Leggo con (colpevole)
ritardo e pubblico volentieri un contributo di Eros Barone sulla
sentenza Knox-Sollecito. Con le riflessioni “perugine” di Renzo
Massarelli, queste sue considerazioni – di taglio internazionalista – mi sono
sembrate, nel mare magnum dei commenti a cavolo, particolarmente degne di attenzione. (S.L.L.)
Premesso che non sono né
colpevolista né innocentista e che il livello umano e morale di cui
hanno dato prova Amanda Knox e Raffaele Sollecito nel corso della
lunga vicenda giudiziaria che li ha visti imputati mi è parso
piuttosto basso, ritengo che la sentenza di assoluzione pronunciata
nei loro confronti dalla Corte di Cassazione susciti dubbi e
interrogativi. Provo ad elencarne alcuni.
In primo luogo, nel
nostro ordinamento, che è garantista, esiste, come è noto, il terzo
grado di giudizio, la Cassazione, il che non solo ha permesso alla
signorina Knox di tornarsene nel suo paese, ma anche,
presumibilmente, le avrebbe permesso, siccome gli Usa non sono soliti
concedere l’estradizione, di restarvi, qualora la Cassazione avesse
emesso un verdetto di colpevolezza. Il dubbio è che, considerando
episodi precedenti che hanno visto coinvolti in qualità di
responsabili di gravi reati di omicidio membri delle Forze Armate
statunitensi, come accadde con la strage del Cermis in Italia e
l’uccisione del nostro agente per la sicurezza, Nicola Calipari, in
Iraq, i giudici della Cassazione, dilatando al massimo il carattere
indiziario del processo, abbiano voluto evitare che con la condanna
della Knox si verificasse una situazione tale da mettere allo
scoperto nel modo più crudo il regime di ‘sovranità limitata’

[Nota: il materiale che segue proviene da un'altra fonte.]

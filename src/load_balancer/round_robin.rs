//! Round-robin load balancing strategy.

use std::sync::atomic::{AtomicUsize, Ordering};
use std::sync::Arc;

use crate::load_balancer::{endpoint::Endpoint, LoadBalancer};

/// Round-robin selector.
/// Stores an internal cursor advanced exactly once per selection.
#[derive(Debug, Default)]
pub struct RoundRobin {
    cursor: AtomicUsize,
}

impl RoundRobin {
    pub fn new() -> Self {
        Self::default()
    }
}

impl LoadBalancer for RoundRobin {
    fn next_endpoint(&self, candidates: &[Arc<Endpoint>]) -> Option<Arc<Endpoint>> {
        if candidates.is_empty() {
            return None;
        }

        let position = self.cursor.fetch_add(1, Ordering::Relaxed);
        Some(candidates[position % candidates.len()].clone())
    }
}
//! Invoker capability.
//!
//! # Data Flow
//! ```text
//! request pipeline
//!     → FailoverInvoker (retry, timeout, circuit breaking)
//!     → LoadBalancingInvoker (endpoint selection)
//!     → Transport (backend call)
//! ```
//!
//! # Design Decisions
//! - Decorators hold the next invoker explicitly (`Arc<dyn Invoker>`)
//! - Futures are boxed so invokers stay object-safe; dropping one cancels the call
//! - Failures are `ExecutionFailure` values shared by every layer

pub mod transport;

use futures_util::future::BoxFuture;

use crate::context::ExecutionContext;
use crate::error::ExecutionFailure;
pub use transport::{
    BackendRequest, BackendResponse, HttpTransport, Transport, TransportError, TransportFuture,
};

pub type InvokeResult = Result<BackendResponse, ExecutionFailure>;
pub type InvokeFuture<'a> = BoxFuture<'a, InvokeResult>;

/// Routes a request to a backend and returns its response.
pub trait Invoker: Send + Sync + std::fmt::Debug {
    fn invoke<'a>(&'a self, ctx: &'a mut ExecutionContext) -> InvokeFuture<'a>;
}
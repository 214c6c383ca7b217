//! Path pattern compilation and cache.
//!
//! # Responsibilities
//! - Compile selector paths into anchored regexes
//! - Memoize compiled patterns by their literal path string
//!
//! # Pattern Syntax
//! ```text
//! /orders/:id/items    `:id` matches one non-empty segment
//! /orders//items       repeated slashes collapse to one
//! /orders/             trailing slash optional on both sides
//! ```
//!
//! # Design Decisions
//! - Compiled at deploy time; a malformed path fails the deployment
//! - Prefix matches end on a segment boundary (`/orders` does not match `/ordersX`)
//! - At most one compilation per path string, even under concurrent lookups

use std::sync::Arc;

use dashmap::DashMap;
use regex::Regex;

use crate::config::PathOperator;
use crate::error::DispatchError;

/// A selector path compiled for both operators.
#[derive(Debug)]
pub struct CompiledPattern {
    path: String,
    exact: Regex,
    prefix: Regex,
    params: Vec<String>,
}

impl CompiledPattern {
    pub fn compile(path: &str) -> Result<Self, DispatchError> {
        let invalid = |reason: &str| DispatchError::InvalidPattern {
            path: path.to_string(),
            reason: reason.to_string(),
        };

        if !path.starts_with('/') {
            return Err(invalid("must start with '/'"));
        }

        let mut body = String::new();
        let mut params = Vec::new();

        for segment in path.split('/').filter(|s| !s.is_empty()) {
            body.push('/');
            match segment.strip_prefix(':') {
                Some(name) => {
                    if name.is_empty() {
                        return Err(invalid("empty parameter name"));
                    }
                    if params.iter().any(|p| p == name) {
                        return Err(invalid("duplicate parameter name"));
                    }
                    params.push(name.to_string());
                    body.push_str("([^/]+)");
                }
                None => body.push_str(&regex::escape(segment)),
            }
        }

        let exact = Regex::new(&format!("^{body}/?$")).map_err(|e| invalid(&e.to_string()))?;
        let prefix = Regex::new(&format!("^{body}(?:/|$)")).map_err(|e| invalid(&e.to_string()))?;

        Ok(Self {
            path: path.to_string(),
            exact,
            prefix,
            params,
        })
    }

    /// The literal path the pattern was compiled from.
    pub fn path(&self) -> &str {
        &self.path
    }

    pub fn params(&self) -> &[String] {
        &self.params
    }

    pub fn matches(&self, path_info: &str, operator: PathOperator) -> bool {
        match operator {
            PathOperator::Equals => self.exact.is_match(path_info),
            PathOperator::StartsWith => self.prefix.is_match(path_info),
        }
    }

    /// Path parameters captured from `path_info`, in declaration order.
    pub fn captures(&self, path_info: &str, operator: PathOperator) -> Option<Vec<(String, String)>> {
        let regex = match operator {
            PathOperator::Equals => &self.exact,
            PathOperator::StartsWith => &self.prefix,
        };
        let captures = regex.captures(path_info)?;
        Some(
            self.params
                .iter()
                .zip(captures.iter().skip(1))
                .filter_map(|(name, value)| Some((name.clone(), value?.as_str().to_string())))
                .collect(),
        )
    }
}

/// Memoizing cache of compiled patterns, one per API deployment.
#[derive(Debug, Default)]
pub struct PathPatternCache {
    patterns: DashMap<String, Arc<CompiledPattern>>,
}

impl PathPatternCache {
    pub fn new() -> Self {
        Self::default()
    }

    /// Compiled pattern for `path`, compiling it on first use.
    pub fn get_or_create(&self, path: &str) -> Result<Arc<CompiledPattern>, DispatchError> {
        if let Some(pattern) = self.patterns.get(path) {
            return Ok(pattern.clone());
        }
        let entry = self
            .patterns
            .entry(path.to_string())
            .or_try_insert_with(|| CompiledPattern::compile(path).map(Arc::new))?;
        Ok(entry.clone())
    }

    pub fn len(&self) -> usize {
        self.patterns.len()
    }

    pub fn is_empty(&self) -> bool {
        self.patterns.is_empty()
    }

    pub fn clear(&self) {
        self.patterns.clear();
    }
}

che vige tacitamente nel nostro paese anche nell’àmbito della
giurisdizione penale, giacché non esiste alcun dubbio che,
condannando la Knox per l’omicidio della povera Meredith Kercher,
si sarebbe resa evidente tutta l’impotenza dello Stato italiano di
fronte al netto rifiuto di concedere l’estradizione della ragazza
nel nostro paese da parte degli Stati Uniti.
In secondo luogo, suscita
notevole perplessità il ribaltamento dei verdetti precedenti emessi
da altre Corti, e questo non perché la Corte di Cassazione sia in
alcun modo tenuta ad uniformarsi meccanicamente alle risultanze
pregresse del processo, ma perché è difficile comprendere il valore
determinante delle “scriminanti” emerse a discarico dei
principali indiziati e fatte valere, nelle centinaia di pagine del
suo ricorso, da una ‘principessa del foro’, quale è l’avvocato
difensore di Sollecito, Giulia Buongiorno, nota anche per la sua
efficace difesa del potente uomo politico Giulio Andreotti,
processato a suo tempo per associazione mafiosa.
In terzo luogo, va
riconosciuto che l’unico ad aver pagato il conto alla giustizia
(probabilmente per tutti) è l’ivoriano Rudy Guede, il quale ha già
scontato metà della pena inflittagli (16 anni).
In quarto luogo, va
sottolineato come non sia stata resa la debita giustizia alla vittima
dei comportamenti perversi e, alla fine, omicidi, posti in essere dai
partecipanti agli incontri perugini che avevano luogo nella villetta
di via della Pergola.
La conclusione è che,
mai come in questa vicenda, è apparso con tanta spietata chiarezza
non solo il carattere di classe della giustizia borghese, ma anche la
natura semi-coloniale del rapporto che vincola, a distanza di
settant’anni dalla fine della seconda guerra mondiale, il nostro
paese alla superpotenza statunitense. Questo non significa che avrei
desiderato, mosso da un insano piacere per le punizioni inflitte a
persone scarsamente simpatiche, la condanna di Sollecito e della
Knox, ma che il sospetto che costoro possano brindare con la
Coca-Cola al felice esito della loro vicenda giudiziaria getta
un’ombra non facilmente diradabile su di essa.